Tabloid a film by Errol Morris
This documentary feature recalls the strange adventures Joyce McKinney, a former Wyoming beauty queen. Using interviews with the woman herself, a pilot, an ex-Mormon, a British tabloid reporter, a photographer and a scientist in the field of cloning, we learn learn the bizarre history of McKinney. While mostly relying on these talking head interviews in front of a greyish background with archival footage and cut and paste animation, Morris creates a riveting, suspenseful film.

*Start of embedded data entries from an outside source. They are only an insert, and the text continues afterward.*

use std::{path::PathBuf, sync::Arc, time::Duration};

use clap::{CommandFactory, Parser, Subcommand};
use clap_complete::Shell;
use colored::Colorize;
use dicomconvert::{
    ConversionJob, ConversionOptions, DicomFile, DicomFileOpener, DicomSource,
    FrameSequenceExtractor, JobController, JobOutcome, JobReport, NoOpProgress, ProgressCallback,
    ProgressEvent, StagingDirectory,
};
use indicatif::{ProgressBar, ProgressStyle};
use serde_json::json;

#[cfg(feature = "ffmpeg")]
use dicomconvert::{AviWriterFactory, FfmpegLogLevel, FrameRange, ListFrameSource, SourceDescriptor};

const CLI_AFTER_HELP: &str = "Examples:\n  dicomconvert info cine.dcm --json\n  dicomconvert frames cine.dcm --out tmpframe --progress\n  dicomconvert split cine.dcm --frame 3 --out frame-3.dcm\n  dicomconvert avi cine.dcm --out cine.avi --fps 25\n  dicomconvert completions zsh > _dicomconvert";

#[derive(Debug, Parser)]
#[command(
    name = "dicomconvert",
    version,
    about = "Convert multi-frame DICOM files into JPEG frames and AVI videos",
    after_help = CLI_AFTER_HELP
)]
struct Cli {
    #[command(flatten)]
    global: GlobalOptions,

    #[command(subcommand)]
    command: Commands,
}

#[derive(Debug, Parser, Clone, Default)]
struct GlobalOptions {
    /// List every produced file.
    #[arg(long)]
    verbose: bool,

    /// Show a progress bar.
    #[arg(long)]
    progress: bool,

    /// Allow overwriting existing output files.
    #[arg(long)]
    overwrite: bool,

    /// Skip the pause between frames.
    #[arg(long)]
    no_throttle: bool,

    /// FFmpeg log level (quiet, fatal, error, warning, info, debug).
    #[cfg(feature = "ffmpeg")]
    #[arg(long)]
    ffmpeg_log_level: Option<FfmpegLogLevel>,
}

#[derive(Debug, Subcommand)]
enum Commands {
    /// Print image attributes of a DICOM file.
    #[command(
        about = "Print DICOM image attributes",
        after_help = "Examples:\n  dicomconvert info cine.dcm\n  dicomconvert info cine.dcm --json"
    )]
    Info {
        /// Input DICOM file.
        input: PathBuf,

        /// Output as machine-readable JSON.
        #[arg(long)]
        json: bool,
    },

    /// Render every frame to a JPEG still.
    #[command(
        about = "Extract frames as JPEG stills",
        after_help = "Examples:\n  dicomconvert frames cine.dcm\n  dicomconvert frames cine.dcm --out stills --quality 95 --progress"
    )]
    Frames {
        /// Input multi-frame DICOM file.
        input: PathBuf,
        /// Staging directory (defaults to `tmpframe` next to the executable).
        /// Its contents are deleted first.
        #[arg(long)]
        out: Option<PathBuf>,
        /// JPEG quality (1-100).
        #[arg(long, default_value_t = 90, value_parser = clap::value_parser!(u8).range(1..=100))]
        quality: u8,
    },

    /// Write one frame as a standalone single-frame DICOM file.
    #[command(
        about = "Split one frame into its own DICOM file",
        after_help = "Examples:\n  dicomconvert split cine.dcm --frame 0 --out first.dcm"
    )]
    Split {
        /// Input multi-frame DICOM file.
        input: PathBuf,
        /// Zero-based frame index.
        #[arg(long)]
        frame: u32,
        /// Output DICOM file.
        #[arg(long)]
        out: PathBuf,
    },

    #[cfg(feature = "ffmpeg")]
    /// Encode frames into an AVI video.
    #[command(
        about = "Assemble frames into an AVI video",
        after_help = "Examples:\n  dicomconvert avi cine.dcm --out cine.avi --fps 25 --begin 10 --end 40\n  dicomconvert avi a.dcm b.dcm c.dcm --out list.avi --each-file"
    )]
    Avi {
        /// One multi-frame file, or several single-frame files in playback order.
        #[arg(required = true)]
        inputs: Vec<PathBuf>,
        /// Output AVI file.
        #[arg(long)]
        out: PathBuf,
        /// Frames per second.
        #[arg(long, default_value_t = 25)]
        fps: u16,
        /// First frame of a multi-frame source.
        #[arg(long, default_value_t = 0)]
        begin: u32,
        /// One past the last frame of a multi-frame source (0 = all).
        #[arg(long, default_value_t = 0)]
        end: u32,
        /// With several inputs, read each file instead of repeating the first.
        #[arg(long)]
        each_file: bool,
    },

    /// Generate shell completion scripts.
    #[command(about = "Generate shell completions")]
    Completions {
        #[arg(value_enum)]
        shell: Shell,
    },
}

struct TerminalProgress {
    bar: ProgressBar,
}

impl TerminalProgress {
    fn new(message: &'static str) -> Result<Self, Box<dyn std::error::Error>> {
        let bar = ProgressBar::new(100);
        let style = ProgressStyle::with_template("{spinner:.green} {bar:40.cyan/blue} {pos:>3}% {msg}")?;
        bar.set_style(style.progress_chars("##-"));
        bar.set_message(message);
        Ok(Self { bar })
    }

    fn finish(&self) {
        self.bar.finish_and_clear();
    }
}

impl ProgressCallback for TerminalProgress {
    fn on_progress(&self, event: &ProgressEvent) {
        self.bar.set_position(event.percent.round() as u64);
    }
}

fn warn(message: impl AsRef<str>) {
    eprintln!("{} {}", "warning:".yellow().bold(), message.as_ref().yellow());
}

fn ensure_writable_path(path: &std::path::Path, overwrite: bool) -> Result<(), Box<dyn std::error::Error>> {
    if path.exists() {
        if overwrite {
            warn(format!("overwriting {}", path.display()));
        } else {
            return Err(format!(
                "output already exists: {} (use --overwrite to replace)",
                path.display()
            )
            .into());
        }
    }
    Ok(())
}

fn conversion_options(global: &GlobalOptions) -> ConversionOptions {
    let options = ConversionOptions::new();
    if global.no_throttle {
        options.with_frame_interval(Duration::ZERO)
    } else {
        options
    }
}

fn apply_global_options(global: &GlobalOptions) {
    #[cfg(feature = "ffmpeg")]
    if let Some(level) = global.ffmpeg_log_level {
        dicomconvert::set_ffmpeg_log_level(level);
    }
    #[cfg(not(feature = "ffmpeg"))]
    let _ = global;
}

/// Run a job to completion, drawing a progress bar when requested.
fn run_job<F>(
    mut controller: JobController<DicomFileOpener, F>,
    job: ConversionJob,
    show_progress: bool,
    message: &'static str,
) -> Result<JobReport, Box<dyn std::error::Error>>
where
    F: dicomconvert::VideoSinkFactory,
{
    let terminal = if show_progress {
        Some(Arc::new(TerminalProgress::new(message)?))
    } else {
        None
    };
    let callback: Arc<dyn ProgressCallback> = match &terminal {
        Some(terminal) => terminal.clone(),
        None => Arc::new(NoOpProgress),
    };

    controller.start(job, callback)?;
    let outcome = controller.wait();
    if let Some(terminal) = &terminal {
        terminal.finish();
    }

    match outcome {
        Some(JobOutcome::Completed(report)) => Ok(report),
        Some(JobOutcome::Failed(error)) => Err(error.into()),
        Some(JobOutcome::Stopped(_)) => Err("conversion was stopped".into()),
        None => Err("no conversion was started".into()),
    }
}

fn run() -> Result<(), Box<dyn std::error::Error>> {
    let cli = Cli::parse();
    apply_global_options(&cli.global);

    match cli.command {
        Commands::Info { input, json } => {
            let file = DicomFile::open(&input)?;
            let syntax = file.transfer_syntax();
            let (columns, rows) = file.dimensions().unwrap_or((0, 0));

            if json {
                let payload = json!({
                    "path": input.display().to_string(),
                    "sop_instance_uid": file.sop_instance_uid(),
                    "frames": file.frame_count(),
                    "columns": columns,
                    "rows": rows,
                    "bits_allocated": file.bits_allocated(),
                    "transfer_syntax": syntax.uid(),
                    "encapsulated": syntax.is_encapsulated(),
                });
                println!("{}", serde_json::to_string_pretty(&payload)?);
            } else {
                println!("SOP Instance UID: {}", file.sop_instance_uid());
                println!("Frames: {}", file.frame_count());
                println!("Size: {columns}x{rows}, {} bits allocated", file.bits_allocated());
                println!("Transfer syntax: {syntax}");
            }
        }
        Commands::Frames {
            input,
            out,
            quality,
        } => {
            let staging = out.map_or_else(StagingDirectory::default_location, StagingDirectory::new);
            let options = conversion_options(&cli.global).with_jpeg_quality(quality);
            let controller = JobController::extraction(DicomFileOpener).with_options(options);
            let job = ConversionJob::ExtractFrames {
                source: input,
                staging: staging.clone(),
            };

            if let JobReport::Frames(report) =
                run_job(controller, job, cli.global.progress, "extracting")?
            {
                if !report.staging_cleaned {
                    warn(format!(
                        "staging directory {} could not be fully cleaned",
                        staging.path().display()
                    ));
                }
                for skipped in &report.skipped {
                    warn(format!("frame {} skipped: {}", skipped.index, skipped.reason));
                }
                if cli.global.verbose {
                    for path in &report.manifest {
                        println!("{}", path.display());
                    }
                }
                println!(
                    "{} {} of {} frames to {}",
                    "saved".green().bold(),
                    report.manifest.len(),
                    report.frame_count,
                    staging.path().display()
                );
            }
        }
        Commands::Split { input, frame, out } => {
            ensure_writable_path(&out, cli.global.overwrite)?;
            let options = conversion_options(&cli.global);
            FrameSequenceExtractor::new(&DicomFileOpener, &options).split_frame(&input, frame, &out)?;
            println!("{} {}", "saved".green().bold(), out.display());
        }
        #[cfg(feature = "ffmpeg")]
        Commands::Avi {
            inputs,
            out,
            fps,
            begin,
            end,
            each_file,
        } => {
            ensure_writable_path(&out, cli.global.overwrite)?;
            let mut options = conversion_options(&cli.global);
            if each_file {
                options = options.with_list_frame_source(ListFrameSource::EachFile);
            }

            let source = match inputs.as_slice() {
                [single] => SourceDescriptor::multi_frame(single),
                _ => {
                    if begin != 0 || end != 0 {
                        warn("--begin/--end are ignored for a list of files");
                    }
                    SourceDescriptor::single_frame_list(inputs)
                }
            };
            let controller =
                JobController::new(DicomFileOpener, AviWriterFactory::default()).with_options(options);
            let job = ConversionJob::assemble_avi(source, FrameRange::new(begin, end), &out, fps);

            if let JobReport::Video(report) = run_job(controller, job, cli.global.progress, "encoding")? {
                println!(
                    "{} {} ({} frames, {}x{})",
                    "saved".green().bold(),
                    report.output.display(),
                    report.frames_written,
                    report.geometry.width,
                    report.geometry.height
                );
            }
        }
        Commands::Completions { shell } => {
            let mut command = Cli::command();
            clap_complete::generate(shell, &mut command, "dicomconvert", &mut std::io::stdout());
        }
    }

    Ok(())
}

fn main() {
    if let Err(error) = run() {
        eprintln!("{} {error}", "error:".red().bold());
        std::process::exit(1);
    }
}

#[cfg(test)]
mod tests {
    use super::{Cli, Commands, conversion_options};
    use clap::Parser;

    #[test]
    fn frames_defaults() {
        let cli = Cli::try_parse_from(["dicomconvert", "frames", "cine.dcm"]).unwrap();
        match cli.command {
            Commands::Frames { out, quality, .. } => {
                assert!(out.is_none());
                assert_eq!(quality, 90);
            }
            other => panic!("unexpected command: {other:?}"),
        }
    }

    #[test]
    fn quality_is_range_checked() {
        assert!(Cli::try_parse_from(["dicomconvert", "frames", "cine.dcm", "--quality", "0"]).is_err());
        assert!(Cli::try_parse_from(["dicomconvert", "frames", "cine.dcm", "--quality", "101"]).is_err());
    }

    #[test]
    fn split_requires_frame_and_output() {
        assert!(Cli::try_parse_from(["dicomconvert", "split", "cine.dcm"]).is_err());
        let cli = Cli::try_parse_from([
            "dicomconvert", "split", "cine.dcm", "--frame", "4", "--out", "f.dcm",
        ])
        .unwrap();
        assert!(matches!(cli.command, Commands::Split { frame: 4, .. }));
    }

    #[test]
    fn no_throttle_disables_the_frame_pause() {
        let cli = Cli::try_parse_from(["dicomconvert", "--no-throttle", "info", "x.dcm"]).unwrap();
        assert!(conversion_options(&cli.global).frame_interval().is_zero());

        let cli = Cli::try_parse_from(["dicomconvert", "info", "x.dcm"]).unwrap();
        assert!(!conversion_options(&cli.global).frame_interval().is_zero());
    }
}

It recalls a period in the late 1970's when Joyce McKinney became a British tabloid star after flying to the U.K. with a small crew to "rescue" her estranged Mormon missionary boyfriend. She claims he was brainwashed by members of the church and so she took him to an inn for three days to deprogram his brain. His story differs. Kirk Anderson (who did not wish to be interviewed for the documentary) had claimed that he was kidnapped at gunpoint, tied up and then raped by McKinney. After the news broke, tabloid papers looked into the beauty queen's history and produced several scandalous pieces.
While viewing Tabloid, a particular scene from the film Head seemed rather poignant. The Swami tells Monkee Peter Tork, "all belief possibly could be said to be the result of some conditioning.
Thus, the study of history is simply the study of one system of beliefs
deposing another, and so on and so on and so on..." How will the story of Joyce McKinney's life ultimately be documented?